Ultra-structural images of enamel and ground sections of calcified teeth that had been taken at E13, cultured for 2 days, and then transplanted into the kidney capsule for 3 weeks. Altered enamel structures with compact and irregularly arranged inter-rod structures with small enamel spaces can be seen in AS-ODN tooth (d) compared with the stereotypical enamel structure with large enamel spaces in control tooth (b). The ground section shows hypo-mineralized dentin and indistinct dentino-enamel junction (DEJ, black arrows; g, h) compared with the control (e, f). The enamel deposition is compact in AS-ODN (g) compared with the control (e). Bars 50 μm (a, c, e–h), 5 μm (b, d)
Discussion
Expression pattern of Perp in DL and SR of developing tooth
In this study, we mainly focused on the stage-specific function of Perp expressed in the SR and DL at the cap stage of molar development. In addition, we examined the further effects of Perp at the cap stage until tooth crown formation, such as the effects on enamel and dentin, in order to define the developmental function of SR and DL. Whole mount in situ hybridization and the frontal sections revealed the specific expression patterns of Perp in the OE, DL, and SR (Fig. 1).
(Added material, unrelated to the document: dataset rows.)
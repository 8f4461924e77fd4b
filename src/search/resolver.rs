//! Result resolver - index hits back to host messages / 结果解析

use std::collections::HashSet;
use std::sync::Arc;
use tokio::sync::oneshot;

use super::store::IndexHit;
use crate::error::{FtsError, Result};
use crate::host::HostClient;
use crate::models::Message;

/// Distinct ids in first-seen order / 去重
pub fn distinct_ids(hits: &[IndexHit]) -> Vec<String> {
    let mut seen = HashSet::new();
    hits.iter()
        .filter(|hit| seen.insert(hit.id.as_str()))
        .map(|hit| hit.id.clone())
        .collect()
}

/// Batch lookup through the host callback, awaited as a future
pub async fn lookup_messages(host: &Arc<dyn HostClient>, ids: Vec<String>) -> Result<Vec<Message>> {
    let (tx, rx) = oneshot::channel();
    host.get_local_msgs_by_id_clients(
        ids,
        Box::new(move |res| {
            let _ = tx.send(res);
        }),
    );
    let msgs = rx.await.map_err(|_| FtsError::HostDisconnected)??;
    Ok(msgs)
}

/// Resolve hits to messages. Order follows the host lookup, not the hits.
pub async fn resolve(host: &Arc<dyn HostClient>, hits: &[IndexHit]) -> Result<Vec<Message>> {
    let ids = distinct_ids(hits);
    if ids.is_empty() {
        return Err(FtsError::NoMatch);
    }
    lookup_messages(host, ids).await
}
//! Error types / 错误类型
//!
//! Direct API calls surface every failure. Background sync triggered by host
//! operations only logs them (see `interceptor`).

use thiserror::Error;

use crate::host::HostError;

/// Index store failure / 索引存储错误
#[derive(Debug, Error)]
pub enum StoreError {
    #[error("sqlite index store: {0}")]
    Sqlx(#[from] sqlx::Error),

    #[error("index store is closed")]
    Closed,

    #[error("index store: {0}")]
    Other(#[from] anyhow::Error),
}

/// Full-text search error / 全文搜索错误
#[derive(Debug, Error)]
pub enum FtsError {
    /// Missing account/appKey and similar construction problems
    #[error("{0}")]
    InvalidConfig(String),

    #[error("full-text search must be created inside a tokio runtime")]
    NoRuntime,

    #[error(transparent)]
    Store(#[from] StoreError),

    /// The query executed but no local message matched / 查询本地消息，无匹配词
    #[error("no local message matches the query")]
    NoMatch,

    #[error(transparent)]
    Host(#[from] HostError),

    /// The host dropped a completion callback without calling it
    #[error("host client dropped the completion callback")]
    HostDisconnected,

    #[error("failed to read config file: {0}")]
    ConfigIo(#[from] std::io::Error),

    #[error("failed to parse config: {0}")]
    ConfigParse(#[from] serde_json::Error),
}

impl FtsError {
    pub fn is_no_match(&self) -> bool {
        matches!(self, FtsError::NoMatch)
    }
}

pub type Result<T> = std::result::Result<T, FtsError>;
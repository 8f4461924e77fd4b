//! Tokenizer adapter - jieba segmentation plus an ignore-set filter / 分词适配
//!
//! Messages and queries go through the same `Tokenizer`, so a message is
//! findable by exactly the tokens that survive this pipeline.

use jieba_rs::Jieba;
use once_cell::sync::Lazy;
use std::collections::HashSet;
use std::fmt;
use std::sync::Arc;

/// Global jieba tokenizer instance / 全局 jieba 分词器实例
static JIEBA: Lazy<Jieba> = Lazy::new(Jieba::new);

/// External word segmentation / 分词接口
pub trait Segmenter: Send + Sync {
    /// Order-preserving, duplicates allowed
    fn cut(&self, text: &str) -> Vec<String>;
}

/// Default segmenter (jieba, HMM enabled) / 默认分词器
#[derive(Debug, Clone, Copy, Default)]
pub struct JiebaSegmenter;

impl Segmenter for JiebaSegmenter {
    fn cut(&self, text: &str) -> Vec<String> {
        JIEBA.cut(text, true).into_iter().map(str::to_string).collect()
    }
}

/// Segmenter + ignore-set / 分词 + 过滤
#[derive(Clone)]
pub struct Tokenizer {
    segmenter: Arc<dyn Segmenter>,
    ignore: HashSet<String>,
}

impl Tokenizer {
    /// Every character of `ignore_chars` becomes one ignore entry
    pub fn new(ignore_chars: &str) -> Self {
        Self::with_segmenter(Arc::new(JiebaSegmenter), ignore_chars)
    }

    pub fn with_segmenter(segmenter: Arc<dyn Segmenter>, ignore_chars: &str) -> Self {
        let ignore = ignore_chars.chars().map(String::from).collect();
        Self { segmenter, ignore }
    }

    /// Extra multi-character entries, e.g. stopwords / 停用词
    pub fn ignore_words<I, S>(mut self, words: I) -> Self
    where
        I: IntoIterator<Item = S>,
        S: Into<String>,
    {
        self.ignore.extend(words.into_iter().map(Into::into));
        self
    }

    pub fn is_ignored(&self, token: &str) -> bool {
        token.is_empty() || self.ignore.contains(token)
    }

    /// Tokenize text / 对文本进行分词
    pub fn tokenize(&self, text: &str) -> Vec<String> {
        self.segmenter
            .cut(text)
            .into_iter()
            .filter(|token| !self.is_ignored(token))
            .collect()
    }
}

impl fmt::Debug for Tokenizer {
    fn fmt(&self, f: &mut fmt::Formatter<'_>) -> fmt::Result {
        f.debug_struct("Tokenizer")
            .field("ignore_entries", &self.ignore.len())
            .finish()
    }
}

#[cfg(test)]
pub(crate) mod tests {
    use super::*;
    use crate::config::DEFAULT_IGNORE_CHARS;

    /// Splits on whitespace, keeping the whitespace runs as tokens like jieba does
    pub(crate) struct SpaceSegmenter;

    impl Segmenter for SpaceSegmenter {
        fn cut(&self, text: &str) -> Vec<String> {
            let mut out = Vec::new();
            let mut current = String::new();
            for c in text.chars() {
                if c.is_whitespace() {
                    if !current.is_empty() {
                        out.push(std::mem::take(&mut current));
                    }
                    out.push(c.to_string());
                } else {
                    current.push(c);
                }
            }
            if !current.is_empty() {
                out.push(current);
            }
            out
        }
    }

    #[test]
    fn test_tokenize_english() {
        let tokenizer = Tokenizer::new(DEFAULT_IGNORE_CHARS);
        assert_eq!(tokenizer.tokenize("hello world"), vec!["hello", "world"]);
    }

    #[test]
    fn test_tokenize_chinese() {
        let tokenizer = Tokenizer::new(DEFAULT_IGNORE_CHARS);
        let tokens = tokenizer.tokenize("我们明天开会，好吗？");
        assert!(!tokens.is_empty());
        assert!(!tokens.iter().any(|t| t == "，" || t == "？"));
        assert_eq!(tokens.concat(), "我们明天开会好吗");
    }

    #[test]
    fn test_only_ignorable_text_yields_nothing() {
        let tokenizer = Tokenizer::new(DEFAULT_IGNORE_CHARS);
        assert!(tokenizer.tokenize("，。！？ ").is_empty());
        assert!(tokenizer.tokenize("").is_empty());
    }

    #[test]
    fn test_duplicates_and_order_kept() {
        let tokenizer = Tokenizer::with_segmenter(Arc::new(SpaceSegmenter), " ");
        assert_eq!(tokenizer.tokenize("b a b"), vec!["b", "a", "b"]);
    }

    #[test]
    fn test_custom_ignore_set() {
        let tokenizer =
            Tokenizer::with_segmenter(Arc::new(SpaceSegmenter), " x").ignore_words(["the"]);
        assert_eq!(tokenizer.tokenize("the x marks the spot"), vec!["marks", "spot"]);
    }
}
//! Host messaging client seam / 宿主 IM 客户端接口
//!
//! The full-text layer holds an `Arc<dyn HostClient>` and decorates the
//! completion callbacks of the operations that create or remove messages.
//! Operations complete through a `Done` callback, possibly on another thread.

use serde::{Deserialize, Serialize};
use std::sync::Arc;
use thiserror::Error;

use crate::models::Message;

#[cfg(test)]
pub(crate) mod mock;

/// Completion callback / 完成回调
pub type Done<T> = Box<dyn FnOnce(Result<T, HostError>) + Send + 'static>;

/// Receiver of messages arriving outside any direct call / 消息到达回调
pub type ArrivalHandler = Arc<dyn Fn(&ArrivalEvent) + Send + Sync>;

/// Failure reported by the host client / 宿主客户端错误
#[derive(Debug, Clone, PartialEq, Eq, Error, Serialize, Deserialize)]
#[error("host client error{}: {message}", code.map(|c| format!(" {}", c)).unwrap_or_default())]
pub struct HostError {
    pub code: Option<i64>,
    pub message: String,
}

impl HostError {
    pub fn new(message: impl Into<String>) -> Self {
        Self {
            code: None,
            message: message.into(),
        }
    }

    pub fn with_code(code: i64, message: impl Into<String>) -> Self {
        Self {
            code: Some(code),
            message: message.into(),
        }
    }
}

/// Ambient message arrival / 被动收到的消息
#[derive(Debug, Clone, PartialEq, Eq)]
pub enum ArrivalEvent {
    /// Live incoming message / 在线消息
    Message(Message),
    /// Roaming history for one session / 漫游消息
    Roaming {
        session_id: String,
        msgs: Vec<Message>,
    },
    /// Offline history for one session / 离线消息
    Offline {
        session_id: String,
        msgs: Vec<Message>,
    },
}

impl ArrivalEvent {
    pub fn messages(&self) -> &[Message] {
        match self {
            ArrivalEvent::Message(msg) => std::slice::from_ref(msg),
            ArrivalEvent::Roaming { msgs, .. } | ArrivalEvent::Offline { msgs, .. } => msgs,
        }
    }
}

#[derive(Debug, Clone, PartialEq, Eq, Serialize, Deserialize)]
#[serde(rename_all = "camelCase")]
pub struct SendTextRequest {
    pub scene: String,
    pub to: String,
    pub text: String,
}

#[derive(Debug, Clone, PartialEq, Eq, Serialize, Deserialize)]
#[serde(rename_all = "camelCase")]
pub struct SendCustomMsgRequest {
    pub scene: String,
    pub to: String,
    /// Serialized custom payload / 自定义消息内容
    pub content: String,
    #[serde(default, skip_serializing_if = "Option::is_none")]
    pub push_content: Option<String>,
}

#[derive(Debug, Clone, PartialEq, Eq, Serialize, Deserialize)]
pub struct SaveMsgsRequest {
    pub msgs: Vec<Message>,
}

#[derive(Debug, Clone, PartialEq, Eq, Serialize, Deserialize)]
pub struct DeleteMsgRequest {
    pub msg: Message,
    #[serde(default, skip_serializing_if = "Option::is_none")]
    pub custom: Option<String>,
}

impl DeleteMsgRequest {
    pub fn new(msg: Message) -> Self {
        Self { msg, custom: None }
    }
}

#[derive(Debug, Clone, PartialEq, Eq, Serialize, Deserialize)]
pub struct DeleteMsgBatchRequest {
    pub msgs: Vec<Message>,
    #[serde(default, skip_serializing_if = "Option::is_none")]
    pub custom: Option<String>,
}

/// Local history lookup / 本地消息查询
#[derive(Debug, Clone, Default, PartialEq, Eq, Serialize, Deserialize)]
#[serde(rename_all = "camelCase")]
pub struct LocalMsgsQuery {
    #[serde(default, skip_serializing_if = "Option::is_none")]
    pub session_id: Option<String>,
    #[serde(default, skip_serializing_if = "Option::is_none")]
    pub start: Option<u64>,
    #[serde(default, skip_serializing_if = "Option::is_none")]
    pub end: Option<u64>,
    #[serde(default, skip_serializing_if = "Option::is_none")]
    pub limit: Option<usize>,
    #[serde(default)]
    pub desc: bool,
}

/// Capabilities the host messaging client must provide / 宿主客户端能力
pub trait HostClient: Send + Sync {
    fn send_text(&self, req: SendTextRequest, done: Done<Message>);

    fn send_custom_msg(&self, req: SendCustomMsgRequest, done: Done<Message>);

    /// Persist messages to the local store, yielding what was saved
    fn save_msgs_to_local(&self, req: SaveMsgsRequest, done: Done<Vec<Message>>);

    /// Recall a message for both sides / 撤回消息
    fn delete_msg(&self, req: DeleteMsgRequest, done: Done<()>);

    fn delete_local_msg(&self, req: DeleteMsgRequest, done: Done<()>);

    fn delete_all_local_msgs(&self, done: Done<()>);

    /// One-sided delete / 单向删除
    fn delete_msg_self(&self, req: DeleteMsgRequest, done: Done<()>);

    fn delete_msg_self_batch(&self, req: DeleteMsgBatchRequest, done: Done<()>);

    fn get_local_msgs(&self, query: LocalMsgsQuery, done: Done<Vec<Message>>);

    /// Batch lookup by identifier; order of the result is up to the host
    fn get_local_msgs_by_id_clients(&self, ids: Vec<String>, done: Done<Vec<Message>>);

    /// Replaces the receiver of incoming, roaming and offline messages
    fn set_arrival_handler(&self, handler: ArrivalHandler);

    fn destroy(&self) {}
}
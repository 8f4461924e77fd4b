//! Query translation / 查询转换
//!
//! Turns `QueryParams` into the clause list + paging/sort options that index
//! stores evaluate. Clauses are conjunctive; `Any` is a disjunction.

use serde::{Deserialize, Serialize};
use std::fmt;

use super::tokenizer::Tokenizer;
use crate::models::{normalize_session_id, pad_time, Direction, Logic, QueryParams};

/// Indexed field / 索引字段
#[derive(Debug, Clone, Copy, PartialEq, Eq, Hash, Serialize, Deserialize)]
pub enum Field {
    #[serde(rename = "idx")]
    Token,
    #[serde(rename = "sessionId")]
    SessionId,
    #[serde(rename = "time")]
    Time,
}

impl Field {
    pub fn as_str(&self) -> &'static str {
        match self {
            Field::Token => "idx",
            Field::SessionId => "sessionId",
            Field::Time => "time",
        }
    }
}

/// Exact match of one field value, rendered as `field:value`
#[derive(Debug, Clone, PartialEq, Eq, Serialize, Deserialize)]
pub struct FieldMatch {
    pub field: Field,
    pub value: String,
}

impl FieldMatch {
    pub fn token(value: impl Into<String>) -> Self {
        Self {
            field: Field::Token,
            value: value.into(),
        }
    }

    pub fn session(value: impl Into<String>) -> Self {
        Self {
            field: Field::SessionId,
            value: value.into(),
        }
    }
}

impl fmt::Display for FieldMatch {
    fn fmt(&self, f: &mut fmt::Formatter<'_>) -> fmt::Result {
        write!(f, "{}:{}", self.field.as_str(), self.value)
    }
}

/// Inclusive bounds, compared as padded strings / 范围条件
#[derive(Debug, Clone, PartialEq, Eq, Serialize, Deserialize)]
pub struct RangeClause {
    pub field: Field,
    #[serde(skip_serializing_if = "Option::is_none")]
    pub gte: Option<String>,
    #[serde(skip_serializing_if = "Option::is_none")]
    pub lte: Option<String>,
}

impl RangeClause {
    pub fn contains(&self, value: &str) -> bool {
        self.gte.as_deref().map_or(true, |low| value >= low)
            && self.lte.as_deref().map_or(true, |high| value <= high)
    }
}

#[derive(Debug, Clone, PartialEq, Eq, Serialize, Deserialize)]
#[serde(rename_all = "UPPERCASE")]
pub enum Clause {
    /// Mandatory match
    Match(FieldMatch),
    /// At least one must match; empty never matches
    Any(Vec<FieldMatch>),
    Range(RangeClause),
}

impl Clause {
    pub fn nothing() -> Self {
        Clause::Any(Vec::new())
    }
}

#[derive(Debug, Clone, Copy, PartialEq, Eq, Serialize, Deserialize)]
pub struct Page {
    pub number: usize,
    pub size: usize,
}

impl Page {
    pub fn offset(&self) -> usize {
        self.number.saturating_mul(self.size)
    }
}

#[derive(Debug, Clone, Copy, PartialEq, Eq, Serialize, Deserialize)]
pub struct Sort {
    pub direction: Direction,
    pub field: Field,
}

#[derive(Debug, Clone, PartialEq, Eq, Serialize, Deserialize)]
pub struct QueryOptions {
    pub page: Page,
    #[serde(skip_serializing_if = "Option::is_none")]
    pub sort: Option<Sort>,
}

/// Translated query / 转换后的查询
#[derive(Debug, Clone, PartialEq, Eq, Serialize, Deserialize)]
pub struct Query {
    pub search: Vec<Clause>,
    pub options: QueryOptions,
}

/// Translate structured parameters / 转换查询参数
pub fn translate(params: &QueryParams, tokenizer: &Tokenizer) -> Query {
    let tokens = tokenizer.tokenize(&params.text);

    let mut search = Vec::new();
    if tokens.is_empty() {
        search.push(Clause::nothing());
    } else {
        match params.text_logic {
            Logic::And => {
                search.extend(tokens.into_iter().map(|t| Clause::Match(FieldMatch::token(t))))
            }
            Logic::Or => {
                let any = tokens.into_iter().map(FieldMatch::token).collect();
                search.push(Clause::Any(any));
            }
        }
    }

    if let Some(ids) = params.session_ids.as_ref().filter(|ids| !ids.is_empty()) {
        let sessions = ids.iter().map(|id| FieldMatch::session(normalize_session_id(id)));
        match params.session_id_logic {
            Logic::Or => search.push(Clause::Any(sessions.collect())),
            Logic::And => search.extend(sessions.map(Clause::Match)),
        }
    }

    let mut sort = None;
    if params.start.is_some() || params.end.is_some() || params.time_direction.is_some() {
        search.push(Clause::Range(RangeClause {
            field: Field::Time,
            gte: params.start.map(pad_time),
            lte: params.end.map(pad_time),
        }));
        sort = params.time_direction.map(|direction| Sort {
            direction,
            field: Field::Time,
        });
    }

    Query {
        search,
        options: QueryOptions {
            page: Page {
                number: 0,
                size: params.limit,
            },
            sort,
        },
    }
}

#[cfg(test)]
mod tests {
    use super::*;
    use crate::config::DEFAULT_IGNORE_CHARS;

    fn tokenizer() -> Tokenizer {
        Tokenizer::new(DEFAULT_IGNORE_CHARS)
    }

    #[test]
    fn test_text_and() {
        let query = translate(&QueryParams::new("hello world"), &tokenizer());
        assert_eq!(
            query.search,
            vec![
                Clause::Match(FieldMatch::token("hello")),
                Clause::Match(FieldMatch::token("world")),
            ]
        );
        assert_eq!(
            query.options.page,
            Page {
                number: 0,
                size: 100
            }
        );
        assert_eq!(query.options.sort, None);
    }

    #[test]
    fn test_text_or() {
        let params = QueryParams::new("hello world").with_text_logic(Logic::Or);
        let query = translate(&params, &tokenizer());
        assert_eq!(
            query.search,
            vec![Clause::Any(vec![FieldMatch::token("hello"), FieldMatch::token("world")])]
        );
    }

    #[test]
    fn test_ignorable_text_matches_nothing() {
        let query = translate(&QueryParams::new("，。 "), &tokenizer());
        assert_eq!(query.search, vec![Clause::nothing()]);
    }

    #[test]
    fn test_sessions_are_normalized() {
        let params = QueryParams::new("hello").with_sessions(["p2p-alice", "team-42"]);
        let query = translate(&params, &tokenizer());
        assert_eq!(
            query.search[1],
            Clause::Any(vec![FieldMatch::session("p2palice"), FieldMatch::session("team42")])
        );

        let params = params.with_session_logic(Logic::And);
        let query = translate(&params, &tokenizer());
        assert_eq!(query.search[1], Clause::Match(FieldMatch::session("p2palice")));
        assert_eq!(query.search[2], Clause::Match(FieldMatch::session("team42")));
    }

    #[test]
    fn test_empty_session_list_is_ignored() {
        let params = QueryParams::new("hello").with_sessions(Vec::<String>::new());
        assert_eq!(translate(&params, &tokenizer()).search.len(), 1);
    }

    #[test]
    fn test_time_range_and_sort() {
        let params = QueryParams::new("hello")
            .with_start(1_620_000_003_000)
            .with_direction(Direction::Descending)
            .with_limit(20);
        let query = translate(&params, &tokenizer());
        assert_eq!(
            query.search.last(),
            Some(&Clause::Range(RangeClause {
                field: Field::Time,
                gte: Some("1620000003000".to_string()),
                lte: None,
            }))
        );
        assert_eq!(
            query.options.sort,
            Some(Sort {
                direction: Direction::Descending,
                field: Field::Time
            })
        );
        assert_eq!(query.options.page.size, 20);
    }

    #[test]
    fn test_direction_alone_adds_open_range() {
        let params = QueryParams::new("hello").with_direction(Direction::Ascending);
        let query = translate(&params, &tokenizer());
        assert_eq!(
            query.search.last(),
            Some(&Clause::Range(RangeClause {
                field: Field::Time,
                gte: None,
                lte: None
            }))
        );
    }

    #[test]
    fn test_small_bounds_are_padded() {
        let params = QueryParams::new("hello").with_start(5).with_end(42);
        let query = translate(&params, &tokenizer());
        let Some(Clause::Range(range)) = query.search.last() else {
            panic!("expected range clause");
        };
        assert_eq!(range.gte.as_deref(), Some("0000000000005"));
        assert_eq!(range.lte.as_deref(), Some("0000000000042"));
        assert!(range.contains(&pad_time(10)));
        assert!(!range.contains(&pad_time(100)));
    }

    #[test]
    fn test_rendering() {
        assert_eq!(FieldMatch::token("hello").to_string(), "idx:hello");
        assert_eq!(FieldMatch::session("p2pa").to_string(), "sessionId:p2pa");
        let query = translate(&QueryParams::new("hello"), &tokenizer());
        let json = serde_json::to_value(query).unwrap();
        assert_eq!(json["search"][0]["MATCH"]["field"], "idx");
        assert_eq!(json["options"]["page"]["size"], 100);
    }
}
However, no Perp expression was observed in EK, ODE, and IDE. This expression, which was restricted only to the DL and SR, suggests that the genes expressed in these regions interact with the underlying ectomesenchyme and EK signaling molecules leading to normal morphogenesis of the tooth at the cap stage. Jheon et al. (2011) have detected Perp in the dental epithelia of the upper molar at E14.5 and E16.5 including the IDE, SI, SR, and ODE. However, they have not shown the sequential expression patterns of Perp in the developing lower molars, which are suitable organs for examining the signaling regulation in tooth development. The broad localization of Perp in the E14.5 upper molar is similar to the expression patterns of Perp in SR, DL, and OE of the developing lower molars (see Fig. 1 of Jheon et al. 2011). At E16.5, the strong expression of Perp has been observed in SI, but the tissue loses the expression of Perp in SR (Fig. 1) at which time the localization of Perp predominates, further reinforcing our hypothesis that the Perp expression at cap stage interacts with EK signaling molecules for the normal morphogenesis of the tooth. The uniform localization pattern of Perp in DL, SR, and SI at E16.5, PN2, and PN6 suggests that Perp is an indispensable component for cellular integrity and vitality in molar development during differentiation, matrix secretion, and mineralization.
Perp has been reported to be a component of DS. The expression of Perp in SR and DL of the developing molar shows similar patterns to the DS- and hemidesmosome-related molecules such as Dsp, Dsg, Pkg, and E-cadherin (Ihrie et al. 2005; Fausser et al. 1998; Cam et al. 2002; Jheon et al. 2011. Based on the synexpression patterns of the DS-related genes at the cap stage, Perp has been hypothesized as being involved in the structural formation of SR and DL through DS signaling. However, the developmental function of SR and DL together with their underlying mechanisms in molar morphogenesis requires further study. The molecular dissection of Perp, which shows specific and restricted expression in SR and DL, would improve the understanding of the precise roles of SR and DL in molar development.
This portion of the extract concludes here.